Avrebbe dovuto prestare la dovuta attenzione agli strumenti, in particolare all'altimetro, riferendone al comandante i successivi valori.
Il comandante Romeo, dal canto suo, dopo aver deciso di effettuare una virata di 360 gradi, quando era ormai
a 4 miglia dalla testata di pista, usci dal «sentiero di discesa» (cioè abbandonò il riscontro dato da un radar della linea da seguire) e cercò il contatto visivo con il terreno, stimando di esserne ormai in prossimità, e non
prestando la dovuta attenzione all'altimetro.
"Un doppio errore umano, quindi — conclude il magistrato — che Sciarra cercò di occultare ma che alla fine, costretto dalle contraddizioni evidenziate dai periti, ha finito per ammettere”. (10)
Quello di Caselle è stato il terzo incidente che ha funestato la vita operativa di Itavia:
• Itavia 115 14 ottobre 1960 (11) Monte Capanne, Elba
• Itavia 703 30 marzo 1963 (8) Sora
• Itavia 897 1º gennaio 1974 (38) Caselle Torinese
• Itavia 870 27 giugno 1980 (81) Mar Tirreno
Antonio Bordoni
(1) I quattro esemplari degli Herald vennero venduti ad operatori britannici nel luglio del 1973.
(2) L’aereo era il c/n 11015, sigla originale assegnata dalla Fokker: PH-ZAK.
(3) “Deregulation, la parabola del trasporto aereo pubblico in Italia” Giuseppe D’Avanzo.
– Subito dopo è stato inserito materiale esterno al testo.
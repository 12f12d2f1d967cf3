//! # cxm-proto
//!
//! Protocol types, constants, and data structures for the cxm cluster
//! coordinator.
//!
//! This crate defines the heartbeat wire codec, the RPC payloads, the error
//! taxonomy and the cluster data model shared by the daemon and the
//! operator tool.

pub mod cluster;
pub mod defaults;
pub mod error;
pub mod message;
pub mod rpc;

// Re-export commonly used types at the crate root
pub use cluster::{ClusterMember, CoordinatorDump, MemberStatus, Migration, Mode, Role, StateInfo};
pub use error::{CxmError, CxmResult};
pub use message::{Message, MessageCodec};
pub use rpc::{LocalRequest, RemoteRequest, Response};
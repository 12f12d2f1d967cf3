//! Daemon configuration.
//!
//! The command line is folded into one [`ClusterConfig`], validated once and
//! then shared read-only as `Arc<ClusterConfig>` by every subsystem.

use std::collections::BTreeSet;
use std::net::IpAddr;
use std::path::PathBuf;

use cxm_core::loadbalancer::BalancerConfig;
use cxm_proto::defaults::{DEFAULT_HB_DISK, DEFAULT_LOCAL_SOCKET, DEFAULT_RPC_PORT, DEFAULT_UDP_PORT};
use cxm_proto::error::{CxmError, CxmResult};

/// Immutable configuration of one cluster member.
#[derive(Debug, Clone)]
pub struct ClusterConfig {
    /// Cluster tag carried by every heartbeat.
    pub cluster: String,
    /// Name of this node, as registered with the leader.
    pub node_name: String,
    /// Static allow-list of nodes that may join the cluster.
    pub allowed_nodes: BTreeSet<String>,
    /// Shared heartbeat device.
    pub hb_disk: PathBuf,
    pub bind_addr: String,
    pub udp_port: u16,
    pub rpc_port: u16,
    /// Unix socket of the local operator service.
    pub socket: PathBuf,
    /// Broadcast destination, limited broadcast when unset.
    pub broadcast: Option<IpAddr>,
    pub balancer: BalancerConfig,
}

impl ClusterConfig {
    /// Configuration with default ports and paths.
    pub fn new(
        cluster: impl Into<String>,
        node_name: impl Into<String>,
        allowed_nodes: impl IntoIterator<Item = String>,
    ) -> Self {
        Self {
            cluster: cluster.into(),
            node_name: node_name.into(),
            allowed_nodes: allowed_nodes.into_iter().collect(),
            hb_disk: PathBuf::from(DEFAULT_HB_DISK),
            bind_addr: "0.0.0.0".to_string(),
            udp_port: DEFAULT_UDP_PORT,
            rpc_port: DEFAULT_RPC_PORT,
            socket: PathBuf::from(DEFAULT_LOCAL_SOCKET),
            broadcast: None,
            balancer: BalancerConfig::default(),
        }
    }

    pub fn is_allowed(&self, name: &str) -> bool {
        self.allowed_nodes.contains(name)
    }

    pub fn validate(&self) -> CxmResult<()> {
        if self.cluster.is_empty() {
            return Err(CxmError::InvalidParms("cluster name is empty".into()));
        }
        if self.node_name.is_empty() {
            return Err(CxmError::InvalidParms("node name is empty".into()));
        }
        if self.allowed_nodes.is_empty() {
            return Err(CxmError::InvalidParms("node allow-list is empty".into()));
        }
        if self.hb_disk.as_os_str().is_empty() {
            return Err(CxmError::InvalidParms("heartbeat disk is not set".into()));
        }
        if self.udp_port == 0 || self.rpc_port == 0 {
            return Err(CxmError::InvalidParms("ports must be non-zero".into()));
        }
        if self.balancer.max_vms_per_node == 0 || self.balancer.max_layers == 0 {
            return Err(CxmError::InvalidParms(
                "load balancer limits must be non-zero".into(),
            ));
        }
        if !(0.0..=100.0).contains(&self.balancer.min_gain_percent) {
            return Err(CxmError::InvalidParms(format!(
                "minimum gain {}% out of range",
                self.balancer.min_gain_percent
            )));
        }
        Ok(())
    }
}

#[cfg(test)]
mod tests {
    use super::*;

    fn config() -> ClusterConfig {
        ClusterConfig::new("mycluster", "node1", ["node1".to_string(), "node2".to_string()])
    }

    #[test]
    fn test_defaults() {
        let c = config();
        assert_eq!(c.udp_port, 6666);
        assert_eq!(c.rpc_port, 8800);
        assert_eq!(c.socket, PathBuf::from("/var/run/cxmd.socket"));
        assert!(c.is_allowed("node2"));
        assert!(!c.is_allowed("node3"));
        assert!(c.validate().is_ok());
    }

    #[test]
    fn test_validation() {
        let mut c = config();
        c.cluster.clear();
        assert!(c.validate().is_err());

        let mut c = config();
        c.allowed_nodes.clear();
        assert!(c.validate().is_err());

        let mut c = config();
        c.balancer.min_gain_percent = 150.0;
        assert!(c.validate().is_err());

        let mut c = config();
        c.balancer.max_layers = 0;
        assert!(c.validate().is_err());
    }
}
Casa editrice Nuove Ricerche, 1996. Pag. 148
(4) La Stampa, 4 gennaio 1978
(5) Ministro dei trasporti, dal 1973 al 1974 e Ministro dei trasporti e dell'aviazione civile dal 1979 al 1980 nel quinto governo Andreotti,
(6) VI legislatura Camera dei Deputati, Atti Parlamentari, pag.12274. Seduta del 12 gennaio 1974. Ajetta, Damico,
Benedetti Tullio, Todros, Spagnoli, Garbi, Casapieri, Quagliotti Carmen, Nahoum.
(7) Gli altri aeroporti erano: Alghero, Bari, Catania, Pisa, Palermo e Venezia.
(8) Nell’immediatezza dell’evento si contarono 36 passeggeri morti ma altri due morirono nei giorni seguenti a causa delle gravi ferite riportate. Il magistrato che si occupò delle indagini era Domenico Savio.
(9) Per meglio comprendere la cautela degli investigatori si ricordi che il 28 maggio del 1974 avveniva l’esplosione
di Piazza della Loggia a Brescia, e il 4 agosto di quello stesso anno avveniva anche la strage del treno Italicus.
(10) Ricostruzione tratta da quanto pubblicato dal quotidiano “La Stampa” in data 30 giugno 1978.